The Ukrainian offensive to recapture Kherson, the only provincial capital that has been under Russian control since the early days of the war, is succeeding

Ukrainian officials said last evening that their flags were appearing “en masse and all over the place,” in the wake of the Russian retreat from the southern region of Kherson, one of the four regions of the country that Russian President Vladimir Putin attacked in September, apparently in fear of dangerous Nato weapons landing next door in the event of Kyiv’s joining the military alliance led by the US.
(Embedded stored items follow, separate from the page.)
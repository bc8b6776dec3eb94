// src/wiring.rs

use std::sync::Arc;

use flow_store::{FlowDocument, FlowStore};
use tokio::{sync::Mutex, task::JoinHandle};
use tokio_util::task::TaskTracker;
use tracing::{debug, error, info};

use crate::{
    bridge::{BridgePorts, INPUT_BRIDGE, OUTPUT_BRIDGE, is_reserved},
    error::{BridgeError, Result},
    reconcile::{FirstTab, PlacementPolicy, reconcile_with},
};

/// Id of the user node carrying `name`, ignoring tabs and bridge nodes.
fn find_named(doc: &FlowDocument, name: &str) -> Option<String> {
    doc.iter()
        .filter(|n| !n.is_tab() && n.name() == Some(name))
        .filter_map(|n| n.id())
        .find(|id| !is_reserved(id))
        .map(str::to_string)
}

/// Wire the input bridge to the user node named `kevoree-in`.
///
/// Nothing happens when that node or the bridge is missing.
pub fn wire_input(doc: &mut FlowDocument) -> bool {
    let Some(target) = find_named(doc, INPUT_BRIDGE.sentinel) else {
        debug!("no {} node, input bridge left unwired", INPUT_BRIDGE.sentinel);
        return false;
    };
    doc.get_mut(INPUT_BRIDGE.node_id)
        .is_some_and(|bridge| bridge.ensure_wire(&target))
}

/// Wire the user node named `kevoree-out` to the output bridge.
///
/// A sentinel without output ports (`"wires": []`) is left as is.
pub fn wire_output(doc: &mut FlowDocument) -> bool {
    let Some(source) = find_named(doc, OUTPUT_BRIDGE.sentinel) else {
        debug!("no {} node, output bridge left unwired", OUTPUT_BRIDGE.sentinel);
        return false;
    };
    if doc.get(OUTPUT_BRIDGE.node_id).is_none() {
        return false;
    }
    let Some(node) = doc.get_mut(&source) else {
        return false;
    };
    if node.is_sink() {
        debug!(id = %source, "{} has no output port, output bridge left unwired", OUTPUT_BRIDGE.sentinel);
        return false;
    }
    node.ensure_wire(OUTPUT_BRIDGE.node_id)
}

#[derive(Debug, Clone, Copy, PartialEq, Eq)]
enum Step {
    Bridges,
    Inbound,
    Outbound,
}

/// Fetch → reconcile → (wire) → deploy-if-changed against one flow store.
///
/// Cycles started through clones of the same `FlowSync` never overlap.
#[derive(Clone)]
pub struct FlowSync {
    store: Arc<dyn FlowStore>,
    ports: BridgePorts,
    placement: Arc<dyn PlacementPolicy>,
    gate: Arc<Mutex<()>>,
    tasks: TaskTracker,
}

impl FlowSync {
    pub fn new(store: Arc<dyn FlowStore>, ports: BridgePorts) -> Self {
        Self {
            store,
            ports,
            placement: Arc::new(FirstTab),
            gate: Arc::new(Mutex::new(())),
            tasks: TaskTracker::new(),
        }
    }

    pub fn with_placement(mut self, placement: Arc<dyn PlacementPolicy>) -> Self {
        self.placement = placement;
        self
    }

    pub fn ports(&self) -> BridgePorts {
        self.ports
    }

    /// Ensure the bridge nodes exist. Returns whether a deploy happened.
    pub async fn ensure_bridges(&self) -> Result<bool> {
        self.run(Step::Bridges).await
    }

    /// The inbound-message step: bridges plus the `kevoree-in` wire.
    pub async fn wire_inbound(&self) -> Result<bool> {
        self.run(Step::Inbound).await
    }

    /// The outbound-dispatch step: bridges plus the `kevoree-out` wire.
    pub async fn wire_outbound(&self) -> Result<bool> {
        self.run(Step::Outbound).await
    }

    /// Reconcile a caller supplied document and deploy it as is.
    pub async fn deploy_document(&self, mut doc: FlowDocument) -> Result<()> {
        let _guard = self.gate.lock().await;
        reconcile_with(&mut doc, self.ports, self.placement.as_ref());
        self.store
            .deploy_flows(doc)
            .await
            .map_err(BridgeError::Deploy)
    }

    /// Fire-and-forget [`FlowSync::wire_inbound`].
    pub fn spawn_inbound(&self) -> JoinHandle<()> {
        self.spawn(Step::Inbound)
    }

    /// Fire-and-forget [`FlowSync::wire_outbound`].
    pub fn spawn_outbound(&self) -> JoinHandle<()> {
        self.spawn(Step::Outbound)
    }

    /// Wait for every spawned step to finish.
    ///
    /// Steps spawned while draining are waited for as well.
    pub async fn drain(&self) {
        self.tasks.close();
        self.tasks.wait().await;
    }

    fn spawn(&self, step: Step) -> JoinHandle<()> {
        let sync = self.clone();
        self.tasks.spawn(async move {
            match sync.run(step).await {
                Ok(true) => info!(?step, "bridge flows deployed"),
                Ok(false) => debug!(?step, "bridge flows already up to date"),
                Err(BridgeError::Deploy(err)) => {
                    error!(?step, "could not deploy bridge flows: {err}")
                }
                Err(err) => error!(?step, "bridge flow update aborted: {err}"),
            }
        })
    }

    async fn run(&self, step: Step) -> Result<bool> {
        let _guard = self.gate.lock().await;
        let mut flows = self
            .store
            .get_flows()
            .await
            .map_err(BridgeError::Adapter)?;

        let mut changed = reconcile_with(&mut flows, self.ports, self.placement.as_ref());
        changed |= match step {
            Step::Bridges => false,
            Step::Inbound => wire_input(&mut flows),
            Step::Outbound => wire_output(&mut flows),
        };

        if changed {
            self.store
                .deploy_flows(flows)
                .await
                .map_err(BridgeError::Deploy)?;
        }
        Ok(changed)
    }
}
The months-long Ukrainian offensive to recapture the city of Kherson, the only provincial capital under Russian control since the early days of the invasion, is coming to a head. The fall of the city would deal another humiliation to Moscow after a string of battlefield defeats and other setbacks.

Here’s a look at what is happening and why Kherson is such an important city for both sides.

Kherson was an early Russian success

Kherson, which had a prewar population of 2,80,000, is the only regional capital to be captured by Russian forces. The city and surrounding areas fell into Moscow’s hands in the war’s opening days as Russian troops quickly pushed their attack north from the Crimean Peninsula — the region illegally annexed by the Kremlin in 2014.

Its loss was a major blow to Ukraine because of its location on the Dnieper near the mouth of the Black Sea, and its role as a major industrial centre. Ukrainian resistance fighters have challenged Russian troops for control of the city ever since, with acts of sabotage and assassinations of Moscow-appointed officials.

Kherson also sits at a point where Ukraine can cut off fresh water from the Dnieper to Crimea. Kyiv blocked those vital supplies after the Crimean Peninsula’s annexation, and Putin mentioned the need to restore them as one reason behind his decision to invade Ukraine.

Why is the Russian army retreating?

In the last 24 h, Ukrainian troops have made gains northwest, west and northeast of the city of Kherson, advancing up to 7 km in some areas, according to the Institute for the Study of War, a Washington-based think tank.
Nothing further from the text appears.